- Brief -
Filter the entries for the word "platform". Copy each line that has it.

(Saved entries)
//! Configuration for the verifier service

use serde::{Deserialize, Serialize};

/// Ledger core configuration
#[derive(Debug, Clone, Serialize, Deserialize)]
#[serde(default)]
pub struct Config {
    /// Service name
    pub service_name: String,

    /// Service version
    pub service_version: String,

    /// Logging configuration
    pub logging: LoggingConfig,

    /// Metrics configuration
    pub metrics: MetricsConfig,
}

impl Default for Config {
    fn default() -> Self {
        Self {
            service_name: "ledger-core".to_string(),
            service_version: env!("CARGO_PKG_VERSION").to_string(),
            logging: LoggingConfig::default(),
            metrics: MetricsConfig::default(),
        }
    }
}

/// Logging configuration
#[derive(Debug, Clone, Serialize, Deserialize)]
#[serde(default)]
pub struct LoggingConfig {
    /// `EnvFilter` directive, e.g. `info` or `ledger_core=debug`
    pub filter: String,

    /// Emit JSON lines instead of human-readable output
    pub json: bool,
}

impl Default for LoggingConfig {
    fn default() -> Self {
        Self {
            filter: "info".to_string(),
            json: false,
        }
    }
}

/// Metrics configuration
#[derive(Debug, Clone, Serialize, Deserialize)]
#[serde(default)]
pub struct MetricsConfig {
    /// Collect verdict counters
    pub enabled: bool,

    /// Dump the text exposition to the log on exit
    pub dump_on_exit: bool,
}

impl Default for MetricsConfig {
    fn default() -> Self {
        Self {
            enabled: true,
            dump_on_exit: false,
        }
    }
}

impl Config {
    /// Load from file
    pub fn from_file(path: impl AsRef<std::path::Path>) -> crate::Result<Self> {
        let content = std::fs::read_to_string(path)?;
        let config: Config = toml::from_str(&content)
            .map_err(|e| crate::Error::Config(format!("Failed to parse config: {}", e)))?;
        Ok(config)
    }

    /// Load from environment variables
    pub fn from_env() -> crate::Result<Self> {
        let mut config = Config::default();

        if let Ok(filter) = std::env::var("LEDGER_LOG_FILTER") {
            config.logging.filter = filter;
        }

        if let Ok(json) = std::env::var("LEDGER_LOG_JSON") {
            config.logging.json = parse_bool("LEDGER_LOG_JSON", &json)?;
        }

        if let Ok(enabled) = std::env::var("LEDGER_METRICS_ENABLED") {
            config.metrics.enabled = parse_bool("LEDGER_METRICS_ENABLED", &enabled)?;
        }

        Ok(config)
    }
}

fn parse_bool(name: &str, value: &str) -> crate::Result<bool> {
    match value.trim().to_ascii_lowercase().as_str() {
        "1" | "true" | "yes" | "on" => Ok(true),
        "0" | "false" | "no" | "off" => Ok(false),
        other => Err(crate::Error::Config(format!("{}: expected a boolean, got {:?}", name, other))),
    }
}
//! Contract rule engines
//!
//! Each contract inspects a [`Transaction`] and either accepts it or returns
//! the first violated clause. Clauses are checked in a fixed order so the
//! reason reported for a given transaction never changes.

pub mod cash;
pub mod obligation;

pub use cash::CashContract;
pub use obligation::ObligationContract;

use crate::{
    crypto::PublicKey,
    types::{CommandData, Transaction},
};
use serde::{Deserialize, Serialize};
use std::fmt;
use thiserror::Error;

/// Contract identifier
#[derive(Debug, Clone, Copy, PartialEq, Eq, Hash, Serialize, Deserialize)]
#[serde(rename_all = "snake_case")]
pub enum ContractId {
    /// Cash contract
    Cash,
    /// Obligation (IOU) contract
    Obligation,
}

impl ContractId {
    /// Short lowercase name
    pub fn as_str(&self) -> &'static str {
        match self {
            ContractId::Cash => "cash",
            ContractId::Obligation => "obligation",
        }
    }
}

impl fmt::Display for ContractId {
    fn fmt(&self, f: &mut fmt::Formatter<'_>) -> fmt::Result {
        write!(f, "{}", self.as_str())
    }
}

/// Rule engine for one family of records and commands
pub trait Contract: Send + Sync {
    /// Which contract this is
    fn id(&self) -> ContractId;

    /// Whether the transaction carries records or commands of this family
    fn is_involved(&self, tx: &Transaction) -> bool;

    /// Accept the transaction or name the first violated clause
    fn verify(&self, tx: &Transaction) -> Result<(), Rejection>;
}

/// Category of a rejection
#[derive(Debug, Clone, Copy, PartialEq, Eq, Hash, Serialize, Deserialize)]
#[serde(rename_all = "snake_case")]
pub enum ViolationKind {
    /// Wrong input/output cardinality or type
    StructuralViolation,
    /// Non-positive or mismatched amounts, including overflow
    ValueViolation,
    /// Missing or extra required signer
    SignatureViolation,
    /// Creator not preserved, lender equal to borrower, ...
    InvariantViolation,
    /// Command no contract understands
    UnsupportedCommand,
}

impl ViolationKind {
    /// Label used in logs and metrics (matches the serde name)
    pub fn as_str(&self) -> &'static str {
        match self {
            ViolationKind::StructuralViolation => "structural_violation",
            ViolationKind::ValueViolation => "value_violation",
            ViolationKind::SignatureViolation => "signature_violation",
            ViolationKind::InvariantViolation => "invariant_violation",
            ViolationKind::UnsupportedCommand => "unsupported_command",
        }
    }
}

/// Violated clause
///
/// The display strings are stable identifiers matched by downstream
/// tooling; do not reword them.
#[derive(Error, Debug, Clone, PartialEq, Eq)]
pub enum Rejection {
    /// Zero or several commands of one family
    #[error("Required exactly one {family} command, found {found}")]
    AmbiguousCommand {
        /// Contract family
        family: ContractId,
        /// Commands of that family present
        found: usize,
    },

    /// Command of an unknown contract
    #[error("Not supported command: {0}")]
    UnsupportedCommand(String),

    /// Nothing to verify
    #[error("Transaction carries no states and no commands.")]
    EmptyTransaction,

    /// Cash create consumes cash
    #[error("There should be no input.")]
    CashInputOnCreate,

    /// Cash value is zero or negative
    #[error("Cash value must be positive")]
    NonPositiveCash,

    /// Cash create signed by other than one key
    #[error("Expect one signature")]
    ExpectOneSignature,

    /// Cash create not signed by its creator
    #[error("Creator must sign the output")]
    CreatorMustSign,

    /// Cash move without inputs
    #[error("There should be at least one input.")]
    MissingCashInput,

    /// Cash create or move without outputs
    #[error("There should be at least one output.")]
    MissingCashOutput,

    /// Cash move does not conserve value (or its sums overflow)
    #[error("in/out value must match")]
    ValueMismatch,

    /// Cash move not signed by an input owner
    #[error("Previous cash owner must sign.")]
    PreviousOwnerMustSign,

    /// Cash move mixes creators
    #[error("Creator stays intact.")]
    CreatorNotPreserved,

    /// Cash move that leaves everything with the previous owner
    #[error("Cash must change owner.")]
    SameOwnerMove,

    /// IOU create consumes an IOU
    #[error("No IOUState inputs should be consumed when issuing an IOU.")]
    ObligationInputOnCreate,

    /// IOU create without exactly one IOU output
    #[error("There should be only one IOUState output.")]
    ExpectOneObligationOutput,

    /// IOU lent to oneself
    #[error("The lender and the borrower cannot be the same entity.")]
    LenderIsBorrower,

    /// IOU create not signed by two keys
    #[error("Command require two signers.")]
    ExpectTwoSigners,

    /// IOU create missing a participant's signature
    #[error("All of the participants must be signers.")]
    ParticipantsMustSign,

    /// IOU value is zero or negative
    #[error("The IOU's value must be non-negative.")]
    NonPositiveObligation,

    /// IOU destroy without exactly one IOU input
    #[error("There should be only one IOUState input.")]
    ExpectOneObligationInput,

    /// IOU destroy without a cash transfer alongside
    #[error("Payback must move cash in the same transaction.")]
    MissingPayback,

    /// Lender does not receive exactly the IOU value
    #[error("Expect exact payback value.")]
    PaybackMismatch,

    /// IOU destroy not signed by the lender
    #[error("Lender must be a signer.")]
    LenderMustSign,

    /// IOU destroy leaves an IOU behind
    #[error("There should be no IOUState output.")]
    ObligationOutputOnDestroy,
}

impl Rejection {
    /// Category of the violated clause
    pub fn kind(&self) -> ViolationKind {
        use Rejection::*;

        match self {
            UnsupportedCommand(_) => ViolationKind::UnsupportedCommand,

            AmbiguousCommand { .. }
            | EmptyTransaction
            | CashInputOnCreate
            | MissingCashInput
            | MissingCashOutput
            | ObligationInputOnCreate
            | ExpectOneObligationOutput
            | ExpectOneObligationInput
            | MissingPayback
            | ObligationOutputOnDestroy => ViolationKind::StructuralViolation,

            NonPositiveCash | ValueMismatch | NonPositiveObligation | PaybackMismatch => {
                ViolationKind::ValueViolation
            }

            ExpectOneSignature
            | CreatorMustSign
            | PreviousOwnerMustSign
            | ExpectTwoSigners
            | ParticipantsMustSign
            | LenderMustSign => ViolationKind::SignatureViolation,

            CreatorNotPreserved | SameOwnerMove | LenderIsBorrower => {
                ViolationKind::InvariantViolation
            }
        }
    }
}

/// Command picked for a contract, with its signers
#[derive(Debug, Clone, Copy)]
pub struct SelectedCommand<'a, C> {
    /// Typed command
    pub value: C,
    /// Keys attributed to it
    pub signers: &'a [PublicKey],
}

/// Pick the only command of one family
pub(crate) fn require_single_command<'a, C>(
    tx: &'a Transaction,
    family: ContractId,
    select: impl Fn(&CommandData) -> Option<C>,
) -> Result<SelectedCommand<'a, C>, Rejection> {
    let mut matching = tx
        .commands
        .iter()
        .filter_map(|c| select(&c.data).map(|value| SelectedCommand { value, signers: &c.signers }));

    match (matching.next(), matching.next()) {
        (Some(command), None) => Ok(command),
        (first, second) => {
            let found = usize::from(first.is_some()) + usize::from(second.is_some()) + matching.count();
            Err(Rejection::AmbiguousCommand { family, found })
        }
    }
}

/// One clause: `condition` must hold or the transaction is rejected
#[inline]
pub(crate) fn require(condition: bool, rejection: Rejection) -> Result<(), Rejection> {
    if condition {
        Ok(())
    } else {
        Err(rejection)
    }
}

#[cfg(test)]
mod tests {
    use super::*;
    use crate::types::{CashCommand, Command, ObligationCommand};

    #[test]
    fn test_single_command_selected() {
        let tx = Transaction {
            commands: vec![
                Command::new(CommandData::Obligation(ObligationCommand::Destroy), []),
                Command::new(CommandData::Cash(CashCommand::Move), []),
            ],
            ..Default::default()
        };

        let selected = require_single_command(&tx, ContractId::Cash, CommandData::as_cash).unwrap();
        assert_eq!(selected.value, CashCommand::Move);
    }

    #[test]
    fn test_missing_and_duplicate_commands_are_ambiguous() {
        let empty = Transaction::default();
        assert_eq!(
            require_single_command(&empty, ContractId::Cash, CommandData::as_cash).unwrap_err(),
            Rejection::AmbiguousCommand { family: ContractId::Cash, found: 0 }
        );

        let doubled = Transaction {
            commands: vec![
                Command::new(CommandData::Cash(CashCommand::Create), []),
                Command::new(CommandData::Cash(CashCommand::Move), []),
                Command::new(CommandData::Cash(CashCommand::Move), []),
            ],
            ..Default::default()
        };
        assert_eq!(
            require_single_command(&doubled, ContractId::Cash, CommandData::as_cash).unwrap_err(),
            Rejection::AmbiguousCommand { family: ContractId::Cash, found: 3 }
        );
    }

    #[test]
    fn test_rejection_kinds() {
        assert_eq!(Rejection::ValueMismatch.kind(), ViolationKind::ValueViolation);
        assert_eq!(Rejection::CreatorNotPreserved.kind(), ViolationKind::InvariantViolation);
        assert_eq!(Rejection::LenderMustSign.kind(), ViolationKind::SignatureViolation);
        assert_eq!(Rejection::MissingCashInput.kind(), ViolationKind::StructuralViolation);
        assert_eq!(
            Rejection::UnsupportedCommand("X".into()).kind(),
            ViolationKind::UnsupportedCommand
        );
    }

    #[test]
    fn test_reason_strings_are_stable() {
        assert_eq!(Rejection::ValueMismatch.to_string(), "in/out value must match");
        assert_eq!(Rejection::NonPositiveCash.to_string(), "Cash value must be positive");
        assert_eq!(Rejection::CashInputOnCreate.to_string(), "There should be no input.");
        assert!(Rejection::LenderIsBorrower
            .to_string()
            .contains("lender and the borrower cannot be the same entity"));
    }
}
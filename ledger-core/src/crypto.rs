//! Identity keys and hashing
//!
//! This module provides:
//! - Ed25519 key pairs from which party identities are derived
//! - [`PublicKey`], the opaque key type signer sets are built from
//! - SHA-256 hashing of canonical transaction bytes
//!
//! Signature checking itself belongs to the ledger platform. The verifier
//! only ever asks whether a key is present in a signer set.

use crate::{Error, Result};
use ed25519_dalek::{Signer, SigningKey, VerifyingKey};
use serde::{Deserialize, Serialize};
use sha2::{Digest, Sha256};
use std::fmt;
use std::str::FromStr;

/// Ed25519 key pair for a ledger identity
#[derive(Debug)]
pub struct KeyPair {
    signing_key: SigningKey,
    verifying_key: VerifyingKey,
}

impl KeyPair {
    /// Generate a new random key pair
    pub fn generate() -> Self {
        Self::from_seed(&rand::random::<[u8; 32]>())
    }

    /// Create from seed (32 bytes) - deterministic generation
    pub fn from_seed(seed: &[u8; 32]) -> Self {
        let signing_key = SigningKey::from_bytes(seed);
        let verifying_key = signing_key.verifying_key();

        Self {
            signing_key,
            verifying_key,
        }
    }

    /// Public half of the pair
    pub fn public_key(&self) -> PublicKey {
        PublicKey(self.verifying_key.to_bytes())
    }

    /// Sign a message, e.g. a transaction id
    pub fn sign(&self, message: &[u8]) -> [u8; 64] {
        self.signing_key.sign(message).to_bytes()
    }
}

/// Ed25519 verifying key bytes, hex encoded on the wire
#[derive(Clone, Copy, PartialEq, Eq, Hash, PartialOrd, Ord, Serialize, Deserialize)]
#[serde(transparent)]
pub struct PublicKey(#[serde(with = "hex32")] [u8; 32]);

impl PublicKey {
    /// Wrap raw key bytes, rejecting points that are not valid Ed25519 keys
    pub fn from_bytes(bytes: [u8; 32]) -> Result<Self> {
        VerifyingKey::from_bytes(&bytes)
            .map(|key| Self(key.to_bytes()))
            .map_err(|e| Error::InvalidKey(e.to_string()))
    }

    /// Raw key bytes
    pub fn as_bytes(&self) -> &[u8; 32] {
        &self.0
    }
}

impl FromStr for PublicKey {
    type Err = Error;

    fn from_str(s: &str) -> Result<Self> {
        let bytes = hex::decode(s).map_err(|e| Error::InvalidKey(e.to_string()))?;
        let bytes: [u8; 32] = bytes
            .try_into()
            .map_err(|_| Error::InvalidKey(format!("expected 32 bytes, got {}", s.len() / 2)))?;
        Self::from_bytes(bytes)
    }
}

impl fmt::Display for PublicKey {
    fn fmt(&self, f: &mut fmt::Formatter<'_>) -> fmt::Result {
        write!(f, "{}", hex::encode(self.0))
    }
}

impl fmt::Debug for PublicKey {
    fn fmt(&self, f: &mut fmt::Formatter<'_>) -> fmt::Result {
        write!(f, "PublicKey({}..)", &hex::encode(self.0)[..8])
    }
}

/// SHA-256 of arbitrary bytes
pub fn sha256(bytes: &[u8]) -> [u8; 32] {
    let mut hasher = Sha256::new();
    hasher.update(bytes);
    hasher.finalize().into()
}

/// Serde adapter for 32-byte arrays as hex strings
pub(crate) mod hex32 {
    use serde::{de::Error as _, Deserialize, Deserializer, Serializer};

    pub fn serialize<S: Serializer>(bytes: &[u8; 32], serializer: S) -> Result<S::Ok, S::Error> {
        serializer.serialize_str(&hex::encode(bytes))
    }

    pub fn deserialize<'de, D: Deserializer<'de>>(deserializer: D) -> Result<[u8; 32], D::Error> {
        let s = String::deserialize(deserializer)?;
        let bytes = hex::decode(&s).map_err(D::Error::custom)?;
        bytes
            .try_into()
            .map_err(|_| D::Error::custom("expected 32 hex-encoded bytes"))
    }
}
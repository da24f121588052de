//! Obligation (IOU) contract
//!
//! An IOU has two lifecycle states: open, and settled. Settled IOUs are simply
//! absent from the ledger, so there is no status flag to check. Consuming the
//! same IOU twice is prevented by the platform's single-consumption rule.
//!
//! ```text
//! nonexistent --Create--> open --Destroy--> settled
//! ```
//!
//! Destroy is only legal as part of a payback: the same transaction must move
//! cash to the lender for exactly the IOU value. Cash the lender already held
//! in the inputs is netted out.

use super::{require, require_single_command, Contract, ContractId, Rejection};
use crate::{
    arithmetic::checked_sum_by,
    crypto::PublicKey,
    types::{CashCommand, CashRecord, CommandData, ObligationCommand, Transaction},
};

/// Rule engine for [`crate::types::ObligationRecord`]s
#[derive(Debug, Default, Clone, Copy)]
pub struct ObligationContract;

impl Contract for ObligationContract {
    fn id(&self) -> ContractId {
        ContractId::Obligation
    }

    fn is_involved(&self, tx: &Transaction) -> bool {
        !tx.obligation_inputs().is_empty()
            || !tx.obligation_outputs().is_empty()
            || tx.commands.iter().any(|c| c.data.as_obligation().is_some())
    }

    fn verify(&self, tx: &Transaction) -> Result<(), Rejection> {
        if let Some(name) = tx.unsupported_command() {
            return Err(Rejection::UnsupportedCommand(name.to_string()));
        }

        let command =
            require_single_command(tx, ContractId::Obligation, CommandData::as_obligation)?;

        let result = match command.value {
            ObligationCommand::Create => verify_create(tx, command.signers),
            ObligationCommand::Destroy => verify_destroy(tx, command.signers),
        };

        if let Err(ref rejection) = result {
            tracing::debug!(command = ?command.value, %rejection, "obligation contract rejected transaction");
        }
        result
    }
}

fn verify_create(tx: &Transaction, signers: &[PublicKey]) -> Result<(), Rejection> {
    let outputs = tx.obligation_outputs();

    require(tx.obligation_inputs().is_empty(), Rejection::ObligationInputOnCreate)?;
    require(outputs.len() == 1, Rejection::ExpectOneObligationOutput)?;

    let iou = outputs[0];
    require(iou.lender != iou.borrower, Rejection::LenderIsBorrower)?;
    require(signers.len() == 2, Rejection::ExpectTwoSigners)?;
    require(
        iou.participants()
            .iter()
            .all(|party| signers.contains(&party.owning_key)),
        Rejection::ParticipantsMustSign,
    )?;
    require(iou.value > 0, Rejection::NonPositiveObligation)?;

    Ok(())
}

fn verify_destroy(tx: &Transaction, signers: &[PublicKey]) -> Result<(), Rejection> {
    let inputs = tx.obligation_inputs();
    require(inputs.len() == 1, Rejection::ExpectOneObligationInput)?;
    let iou = inputs[0];

    let cash_outputs = tx.cash_outputs();
    require(
        tx.has_command(&CommandData::Cash(CashCommand::Move))
            && !tx.cash_inputs().is_empty()
            && !cash_outputs.is_empty(),
        Rejection::MissingPayback,
    )?;

    // Only cash the lender did not already hold counts as payback.
    let owned_by_lender = |c: &&&CashRecord| c.owner == iou.lender;
    let lender_out = checked_sum_by(cash_outputs.iter().filter(owned_by_lender), |c| c.value);
    let lender_in = checked_sum_by(tx.cash_inputs().iter().filter(owned_by_lender), |c| c.value);
    let newly_owned = match (lender_out, lender_in) {
        (Ok(out), Ok(held)) => out.checked_sub(held),
        _ => None,
    };
    require(newly_owned == Some(iou.value), Rejection::PaybackMismatch)?;

    require(
        signers.contains(&iou.lender.owning_key),
        Rejection::LenderMustSign,
    )?;
    require(
        tx.obligation_outputs().is_empty(),
        Rejection::ObligationOutputOnDestroy,
    )?;

    Ok(())
}
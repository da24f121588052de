//! Error types for settlement flows

use crate::vault::StateRef;
use ledger_core::{arithmetic::ArithmeticOverflow, LinearId, RejectionReport, TxId};
use thiserror::Error;

/// Result type for settlement operations
pub type Result<T> = std::result::Result<T, Error>;

/// Settlement errors
#[derive(Error, Debug)]
pub enum Error {
    /// Ledger error
    #[error("Ledger error: {0}")]
    Ledger(#[from] ledger_core::Error),

    /// No unconsumed obligation with this linear id
    #[error("Obligation {0} not found")]
    NotFound(LinearId),

    /// Borrower cannot cover the debt with trusted cash
    #[error("Insufficient funds: available {available}, required {required}")]
    InsufficientFunds {
        /// Sum of every eligible cash record
        available: i64,
        /// Debt to cover
        required: i64,
    },

    /// Payback initiated by someone other than the borrower
    #[error("{0} is not the borrower of this IOU")]
    NotBorrower(String),

    /// Cash issuance attempted by an untrusted party
    #[error("{0} is not the trusted issuer")]
    NotIssuer(String),

    /// The verifier rejected the proposed transaction
    #[error("Transaction rejected: {0}")]
    Rejected(#[from] RejectionReport),

    /// The counterparty refused to sign
    #[error("Counterparty check failed: {0}")]
    CounterpartyCheck(String),

    /// Input already consumed
    #[error("Double spend of state {0}")]
    DoubleSpend(StateRef),

    /// Input the vault has never seen
    #[error("Unknown state {0}")]
    UnknownState(StateRef),

    /// Referenced state differs from the transaction input at the same position
    #[error("State {0} does not match the transaction input")]
    InputMismatch(StateRef),

    /// Input references and transaction inputs differ in number
    #[error("{refs} input references for {inputs} transaction inputs")]
    InputCountMismatch {
        /// Number of references supplied
        refs: usize,
        /// Number of transaction inputs
        inputs: usize,
    },

    /// Same transaction recorded twice
    #[error("Transaction {0} already recorded")]
    DuplicateTransaction(TxId),

    /// Overflow while summing cash
    #[error(transparent)]
    Overflow(#[from] ArithmeticOverflow),

    /// Invalid configuration
    #[error("Invalid configuration: {0}")]
    Config(String),

    /// IO error
    #[error("IO error: {0}")]
    Io(#[from] std::io::Error),
}
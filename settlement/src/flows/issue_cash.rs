//! Cash issuance

use super::{FlowContext, ProposedTransaction};
use crate::{vault::Vault, Config, Error, Result};
use ledger_core::{CashCommand, CashRecord, CommandData, Party, Transaction, TransactionBuilder};

/// Create `value` in new cash owned by `owner`
///
/// Only the configured issuer may create money.
pub fn issue_cash<V: Vault + ?Sized>(
    ctx: &FlowContext<'_, V>,
    issuer: &Party,
    owner: &Party,
    value: i64,
) -> Result<ProposedTransaction> {
    if issuer != &ctx.config.issuer {
        return Err(Error::NotIssuer(issuer.name.clone()));
    }

    let tx = TransactionBuilder::new()
        .add_output_state(CashRecord::new(value, issuer.clone(), owner.clone()))
        .add_command(CommandData::Cash(CashCommand::Create), [issuer.owning_key])
        .build();

    ctx.verify(&tx)?;
    accept_issued_cash(ctx.config, &tx)?;

    tracing::info!(issuer = %issuer, owner = %owner, value, "cash issued");
    Ok(ProposedTransaction::new(tx, vec![]))
}

/// Owner-side check: only accept money the trusted issuer created
pub fn accept_issued_cash(config: &Config, tx: &Transaction) -> Result<()> {
    if tx.cash_outputs().iter().any(|c| c.creator != config.issuer) {
        return Err(Error::CounterpartyCheck("Expect bank to be cash creator".to_string()));
    }
    Ok(())
}

#[cfg(test)]
mod tests {
    use super::*;
    use crate::flows::fixtures::{party, Network};
    use crate::vault::{PageSpecification, QueryCriteria};

    #[test]
    fn test_issuer_creates_cash() {
        let net = Network::new();
        let proposed = issue_cash(&net.ctx(), &net.bank, &net.borrower, 42).unwrap();
        assert!(proposed.input_refs.is_empty());

        net.vault.record(&proposed).unwrap();
        let page = net
            .vault
            .find(&QueryCriteria::cash().owned_by(&net.borrower), PageSpecification::default())
            .unwrap();
        let cash = page.states[0].clone().into_cash().unwrap();
        assert_eq!(cash.state.value, 42);
        assert_eq!(cash.state.creator, net.bank);
    }

    #[test]
    fn test_only_issuer_creates_cash() {
        let net = Network::new();
        let err = issue_cash(&net.ctx(), &net.lender, &net.borrower, 42).unwrap_err();
        assert!(matches!(err, Error::NotIssuer(name) if name == "Lender"));
    }

    #[test]
    fn test_non_positive_issue_rejected() {
        let net = Network::new();
        let err = issue_cash(&net.ctx(), &net.bank, &net.borrower, 0).unwrap_err();
        match err {
            Error::Rejected(report) => assert_eq!(report.reason, "Cash value must be positive"),
            other => panic!("unexpected error: {other}"),
        }
    }

    #[test]
    fn test_owner_refuses_foreign_cash() {
        let net = Network::new();
        let tx = TransactionBuilder::new()
            .add_output_state(CashRecord::new(5, party("ShadyBank", 9), net.borrower.clone()))
            .build();

        let err = accept_issued_cash(&net.config, &tx).unwrap_err();
        assert!(matches!(err, Error::CounterpartyCheck(msg) if msg == "Expect bank to be cash creator"));
    }
}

- Answer space -
//! Signature checking itself belongs to the ledger platform. The verifier
//! same IOU twice is prevented by the platform's single-consumption rule.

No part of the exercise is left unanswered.